@Dcoder is certainly correct that Q - n%q is incorrect. It should be n%Q. In addition, the computation size = (3*n)/4 is not reliable; try it with n = 6 (assuming, as seems certain, that Q is actually 5) given the vector [1, 2, 3, 4, 5, 0].

You could have avoided having a lot of eyes looking at your code by simply checking the values of the indexes at every array subscript assignment (although that wouldn’t have caught the assignments inside of qsort, but more on that below).

It must surely have occurred to you that you are using an awful lot of memory to perform a simple operation, which could in fact be done in-place. Normally the reason to avoid doing an in-place operation would be that you need to preserve the original vector, but you’re computing medians with qsort which sorts in-place, so the original vector is already modified. If that’s acceptable, then there is no reason not to do the rest of the median-of-medians algorithm in-place. [1]

By the way, although I’m certainly not one of those who fears floating-point computations, there is no reason at all for countSets = ceil(float(n)/float(Q)). (n + Q - 1)/Q will work just fine. That idiom could usefully have been used in the computation of size as well, although I’m not at all sure where you got the 3n/4 computation from in the first place.

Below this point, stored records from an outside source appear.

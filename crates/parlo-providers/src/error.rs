//! Generator error types.

use thiserror::Error;

/// Errors raised while producing a reply.
#[derive(Debug, Error)]
pub enum GeneratorError {
    /// Transport-level failure (connect, timeout, TLS).
    #[error("request failed: {0}")]
    Http(#[from] reqwest::Error),

    /// The API answered with a non-success status.
    #[error("API error {status}: {body}")]
    Api {
        /// HTTP status code.
        status: u16,
        /// Response body, as text.
        body: String,
    },

    /// The API answered but produced no text.
    #[error("generator returned an empty reply")]
    EmptyReply,

    /// Generator settings are unusable.
    #[error("configuration error: {0}")]
    Config(String),
}

impl GeneratorError {
    /// Whether retrying the same request could succeed.
    pub fn is_retriable(&self) -> bool {
        match self {
            Self::Http(e) => e.is_timeout() || e.is_connect(),
            Self::Api { status, .. } => *status == 429 || *status >= 500,
            Self::EmptyReply | Self::Config(_) => false,
        }
    }
}

#[cfg(test)]
mod tests {
    use super::*;

    #[test]
    fn test_api_error_display() {
        let err = GeneratorError::Api {
            status: 429,
            body: "slow down".into(),
        };
        assert_eq!(err.to_string(), "API error 429: slow down");
    }

    #[test]
    fn test_retriable_statuses() {
        let rate = GeneratorError::Api {
            status: 429,
            body: String::new(),
        };
        let server = GeneratorError::Api {
            status: 503,
            body: String::new(),
        };
        let client = GeneratorError::Api {
            status: 400,
            body: String::new(),
        };
        assert!(rate.is_retriable());
        assert!(server.is_retriable());
        assert!(!client.is_retriable());
        assert!(!GeneratorError::EmptyReply.is_retriable());
    }
}
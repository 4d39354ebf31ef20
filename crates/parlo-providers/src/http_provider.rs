//! HTTP response generator for OpenAI-compatible APIs.
//!
//! Talks directly to any `/chat/completions` endpoint (OpenAI, Azure OpenAI
//! behind a compatible proxy, vLLM, Ollama, ...).

use std::time::Duration;

use async_trait::async_trait;
use tracing::{debug, error};

use parlo_core::config::GeneratorConfig;
use parlo_core::types::{ChatCompletionRequest, ChatCompletionResponse};

use crate::error::GeneratorError;
use crate::traits::{PromptContext, ResponseGenerator};

// ─────────────────────────────────────────────
// HttpGenerator
// ─────────────────────────────────────────────

/// A generator that calls an OpenAI-compatible chat completions API.
pub struct HttpGenerator {
    /// HTTP client (shared, connection-pooled).
    client: reqwest::Client,
    /// API base URL (e.g. `"https://api.openai.com/v1"`).
    api_base: String,
    /// API key for Bearer authentication.
    api_key: String,
    /// Model or deployment name.
    model: String,
    /// Maximum tokens to generate.
    max_tokens: u32,
    /// Sampling temperature.
    temperature: f64,
}

impl std::fmt::Debug for HttpGenerator {
    fn fmt(&self, f: &mut std::fmt::Formatter<'_>) -> std::fmt::Result {
        f.debug_struct("HttpGenerator")
            .field("api_base", &self.api_base)
            .field("model", &self.model)
            .finish()
    }
}

impl HttpGenerator {
    /// Create a generator from its config section.
    pub fn new(config: &GeneratorConfig) -> Result<Self, GeneratorError> {
        if config.api_base.trim().is_empty() {
            return Err(GeneratorError::Config("apiBase is empty".into()));
        }
        if config.model.trim().is_empty() {
            return Err(GeneratorError::Config("model is empty".into()));
        }

        let client = reqwest::Client::builder()
            .timeout(Duration::from_secs(config.timeout_secs))
            .build()?;

        Ok(HttpGenerator {
            client,
            api_base: config.api_base.clone(),
            api_key: config.api_key.clone(),
            model: config.model.clone(),
            max_tokens: config.max_tokens,
            temperature: config.temperature,
        })
    }

    /// Build the full chat completions URL.
    fn completions_url(&self) -> String {
        let base = self.api_base.trim_end_matches('/');
        format!("{}/chat/completions", base)
    }
}

#[async_trait]
impl ResponseGenerator for HttpGenerator {
    async fn generate(&self, context: &PromptContext, input: &str) -> Result<String, GeneratorError> {
        let request_body = ChatCompletionRequest {
            model: self.model.clone(),
            messages: context.to_messages(input),
            max_tokens: Some(self.max_tokens),
            temperature: Some(self.temperature),
        };

        debug!(
            model = %self.model,
            language = context.language.as_deref().unwrap_or("-"),
            input_len = input.len(),
            "calling generator"
        );

        let mut request = self.client.post(self.completions_url()).json(&request_body);
        if !self.api_key.is_empty() {
            request = request.bearer_auth(&self.api_key);
        }

        let response = request.send().await.map_err(|e| {
            error!(model = %self.model, error = %e, "generator request failed");
            GeneratorError::Http(e)
        })?;

        let status = response.status();
        if !status.is_success() {
            let body = response
                .text()
                .await
                .unwrap_or_else(|_| "Failed to read error body".to_string());
            error!(status = %status, body = %body, "generator API error");
            return Err(GeneratorError::Api {
                status: status.as_u16(),
                body,
            });
        }

        let completion: ChatCompletionResponse = response.json().await?;
        if let Some(usage) = &completion.usage {
            debug!(total_tokens = usage.total_tokens, "generator usage");
        }

        match completion.into_content() {
            Some(text) if !text.trim().is_empty() => Ok(text),
            _ => Err(GeneratorError::EmptyReply),
        }
    }

    fn display_name(&self) -> &str {
        &self.model
    }
}

// ─────────────────────────────────────────────
// Tests
// ─────────────────────────────────────────────

#[cfg(test)]
mod tests {
    use super::*;
    use wiremock::matchers::{body_partial_json, header, method, path};
    use wiremock::{Mock, MockServer, ResponseTemplate};

    fn make_config(api_key: &str, api_base: &str) -> GeneratorConfig {
        GeneratorConfig {
            api_key: api_key.to_string(),
            api_base: api_base.to_string(),
            model: "gpt-4o".to_string(),
            ..GeneratorConfig::default()
        }
    }

    fn completion(content: serde_json::Value) -> serde_json::Value {
        serde_json::json!({
            "id": "chatcmpl-test",
            "choices": [{
                "message": { "content": content },
                "finish_reason": "stop"
            }],
            "usage": {
                "prompt_tokens": 10,
                "completion_tokens": 5,
                "total_tokens": 15
            }
        })
    }

    // ── Unit tests ──

    #[test]
    fn test_completions_url_trailing_slash() {
        let generator = HttpGenerator::new(&make_config("key", "https://api.openai.com/v1/")).unwrap();
        assert_eq!(
            generator.completions_url(),
            "https://api.openai.com/v1/chat/completions"
        );
    }

    #[test]
    fn test_completions_url_no_trailing_slash() {
        let generator = HttpGenerator::new(&make_config("key", "http://localhost:11434/v1")).unwrap();
        assert_eq!(
            generator.completions_url(),
            "http://localhost:11434/v1/chat/completions"
        );
    }

    #[test]
    fn test_empty_api_base_rejected() {
        let err = HttpGenerator::new(&make_config("key", "  ")).unwrap_err();
        assert!(matches!(err, GeneratorError::Config(_)));
    }

    #[test]
    fn test_display_name_is_model() {
        let generator = HttpGenerator::new(&make_config("key", "http://localhost")).unwrap();
        assert_eq!(generator.display_name(), "gpt-4o");
    }

    // ── Integration tests with mock server ──

    #[tokio::test]
    async fn test_generate_success() {
        let mock_server = MockServer::start().await;

        Mock::given(method("POST"))
            .and(path("/chat/completions"))
            .and(header("Authorization", "Bearer test-key-123"))
            .respond_with(
                ResponseTemplate::new(200).set_body_json(completion("Hello! How can I help?".into())),
            )
            .mount(&mock_server)
            .await;

        let generator = HttpGenerator::new(&make_config("test-key-123", &mock_server.uri())).unwrap();
        let reply = generator
            .generate(&PromptContext::new("You are helpful."), "Hello")
            .await
            .unwrap();

        assert_eq!(reply, "Hello! How can I help?");
    }

    #[tokio::test]
    async fn test_generate_sends_language_hint() {
        let mock_server = MockServer::start().await;

        Mock::given(method("POST"))
            .and(path("/chat/completions"))
            .and(body_partial_json(serde_json::json!({
                "model": "gpt-4o",
                "max_tokens": 4096,
                "messages": [
                    { "role": "system", "content": "Be brief.\n\nReply in Italian." },
                    { "role": "user", "content": "Ciao" }
                ]
            })))
            .respond_with(ResponseTemplate::new(200).set_body_json(completion("Ciao!".into())))
            .mount(&mock_server)
            .await;

        let generator = HttpGenerator::new(&make_config("key", &mock_server.uri())).unwrap();
        let ctx = PromptContext::new("Be brief.").with_language("Italian");

        // If the body matcher fails, wiremock returns 404 → Api error
        let reply = generator.generate(&ctx, "Ciao").await.unwrap();
        assert_eq!(reply, "Ciao!");
    }

    #[tokio::test]
    async fn test_generate_api_error() {
        let mock_server = MockServer::start().await;

        Mock::given(method("POST"))
            .and(path("/chat/completions"))
            .respond_with(ResponseTemplate::new(429).set_body_string("Rate limit exceeded"))
            .mount(&mock_server)
            .await;

        let generator = HttpGenerator::new(&make_config("key", &mock_server.uri())).unwrap();
        let err = generator
            .generate(&PromptContext::default(), "Hello")
            .await
            .unwrap_err();

        match err {
            GeneratorError::Api { status, body } => {
                assert_eq!(status, 429);
                assert!(body.contains("Rate limit"));
            }
            other => panic!("unexpected error: {other}"),
        }
    }

    #[tokio::test]
    async fn test_generate_null_content_is_empty_reply() {
        let mock_server = MockServer::start().await;

        Mock::given(method("POST"))
            .and(path("/chat/completions"))
            .respond_with(ResponseTemplate::new(200).set_body_json(completion(serde_json::Value::Null)))
            .mount(&mock_server)
            .await;

        let generator = HttpGenerator::new(&make_config("key", &mock_server.uri())).unwrap();
        let err = generator
            .generate(&PromptContext::default(), "Hello")
            .await
            .unwrap_err();

        assert!(matches!(err, GeneratorError::EmptyReply));
    }

    #[tokio::test]
    async fn test_generate_network_error() {
        // Point to a port that's not listening
        let generator = HttpGenerator::new(&make_config("key", "http://127.0.0.1:1")).unwrap();
        let err = generator
            .generate(&PromptContext::default(), "Hello")
            .await
            .unwrap_err();

        assert!(matches!(err, GeneratorError::Http(_)));
    }
}
//! Sender trait: the provider integration that delivers one message.
//!
//! Everything above this trait (formatting, segmentation, pacing) is owned
//! by the relay. Implementations only know how to push a single text to an
//! address and report the identifier the provider assigned to it.

use async_trait::async_trait;

/// Provider identifier for one delivered message.
#[derive(Clone, Debug, PartialEq, Eq)]
pub struct DeliveryReceipt {
    pub id: String,
}

impl DeliveryReceipt {
    pub fn new(id: impl Into<String>) -> Self {
        Self { id: id.into() }
    }
}

/// Delivers a single message to a conversation.
///
/// Shared across conversations as `Arc<dyn MessageSender>`, so
/// implementations must be safe to call concurrently. Retrying is the
/// implementation's business; the relay never retries a failed send.
#[async_trait]
pub trait MessageSender: Send + Sync {
    /// Send `text` to `address` and return the provider's receipt.
    async fn send(&self, address: &str, text: &str) -> anyhow::Result<DeliveryReceipt>;
}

[Note 1] Hint: instead of grouping consecutively, divide the vector into five regions and find the median of the i^th element of each region. Once you’ve found it, swap it with the i^th element of the first region; once that is done, your first region — the first fifth of the vector — contains the medians and you can recurse on that subvector. That means actually writing out the median code as a series of comparisons, which is tedious but a lot faster than calling qsort. That also avoids the degenerate case I mentioned above, where the median-of-medians computation incorrectly returns the smallest element in the vector.